Della proteina S100B, una molecola presente nel tessuto nervoso, si sa ancora poco. Abbastanza però per capire che si tratta di una spia efficiente per valutare la presenza di lesioni cerebrali. Sulla base di queste evidenze, raccolte negli anni dal gruppo di ricerca di Fabrizio Michetti dell’Università Cattolica, un team di ricercatori interuniversitario ha messo a punto un esame del sangue materno che, attraverso la misurazione dei livelli della proteina, individua, in caso di feti dal ridotto accrescimento intrauterino, quale di questi rischi di rimanere vittima poco dopo la nascita di emorragia intraventricolare, una grave complicazione che può insorgere in questo tipo di gravidanze. In un momento in cui nessun altro esame clinico, di laboratorio o strumentale, è in grado di fare altrettanto.

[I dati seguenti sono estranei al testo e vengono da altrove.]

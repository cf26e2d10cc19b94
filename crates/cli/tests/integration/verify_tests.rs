//! `--verify` integration tests.

use predicates::prelude::*;

use super::common::{CATALOG, TestEnv};

fn released() -> TestEnv {
  let env = TestEnv::with_catalog(CATALOG);
  env.relbuild_cmd().assert().success();
  env
}

#[test]
fn verify_accepts_fresh_release() {
  let env = released();

  env
    .relbuild_cmd()
    .arg("--verify")
    .arg(env.path("archive/manifest-v0.1.0.txt"))
    .assert()
    .success()
    .stdout(predicate::str::contains("example-linux-amd64-v0.1.0.tar.gz"))
    .stdout(predicate::str::contains("Archives checked: 2"));
}

#[test]
fn verify_detects_modified_archive() {
  let env = released();
  std::fs::write(env.path("archive/example-windows-amd64-v0.1.0.zip"), b"tampered").unwrap();

  env
    .relbuild_cmd()
    .arg("--verify")
    .arg(env.path("archive/manifest-v0.1.0.txt"))
    .assert()
    .failure()
    .code(1)
    .stderr(predicate::str::contains("example-windows-amd64-v0.1.0.zip: expected"))
    .stderr(predicate::str::contains("1 of 2 archive(s) failed verification"));
}

#[test]
fn verify_detects_missing_archive() {
  let env = released();
  std::fs::remove_file(env.path("archive/example-linux-amd64-v0.1.0.tar.gz")).unwrap();

  env
    .relbuild_cmd()
    .arg("--verify")
    .arg(env.path("archive/manifest-v0.1.0.txt"))
    .assert()
    .failure()
    .stderr(predicate::str::contains("example-linux-amd64-v0.1.0.tar.gz: missing"));
}

#[test]
fn verify_rejects_malformed_manifest() {
  let env = TestEnv::empty();
  let manifest = env.path("manifest-v0.1.0.txt");
  std::fs::write(&manifest, "not a checksum line\n").unwrap();

  env
    .relbuild_cmd()
    .arg("--verify")
    .arg(&manifest)
    .assert()
    .failure()
    .stderr(predicate::str::contains("line 1"));
}

#[test]
fn verify_json_lists_each_entry() {
  let env = released();

  let output = env
    .relbuild_cmd()
    .arg("--verify")
    .arg(env.path("archive/manifest-v0.1.0.txt"))
    .args(["--output", "json"])
    .output()
    .unwrap();
  assert!(output.status.success());

  let report: serde_json::Value = serde_json::from_slice(&output.stdout).unwrap();
  let results = report["results"].as_array().unwrap();
  assert_eq!(results.len(), 2);
  assert_eq!(results[0][1]["status"], "ok");
}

Il test, eseguito attraverso un semplice prelievo di sangue periferico materno, privo di rischi sia per la madre sia per il feto, da eseguire uno o due giorni prima del parto, è il risultato di uno studio tutto italiano frutto della collaborazione fra l’Istituto Giannina Gaslini di Genova, l’Ospedale Garibaldi di Catania, l’Università “La Sapienza” di Roma, l’Ospedale Galliera di Genova, l’Università di Siena, con i loro centri di Pediatria, Neonatologia e Medicina Perinatale, e l’Università Cattolica di Roma attraverso l’Istituto di Anatomia Umana e Biologia Cellulare.

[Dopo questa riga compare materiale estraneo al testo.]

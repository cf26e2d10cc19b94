//! Release orchestration.
//!
//! [`run_release`] drives the whole pipeline for a catalog:
//!
//! 1. For each platform, in catalog order:
//!    - build every component (unless the build phase is skipped)
//!    - archive the platform's executables and record a manifest entry
//!      (unless the archive phase is skipped)
//! 2. Write the manifest once, if any archive was produced
//!
//! Everything runs sequentially. The first error aborts the run and is
//! returned; archives and executables already produced stay on disk.

mod run;
mod types;

pub use run::run_release;
pub use types::*;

Lo studio, pubblicato su Clinical Chemistry, promette di fornire uno strumento utile, sicuro per mamma e bambino, e di semplicissima esecuzione, per individuare nelle condizioni di iposviluppo fetale le situazioni più a rischio per lo sviluppo dopo la nascita dell’emorragia intraventricolare, la più temuta complicazione post-partum per questo tipo di gravidanze.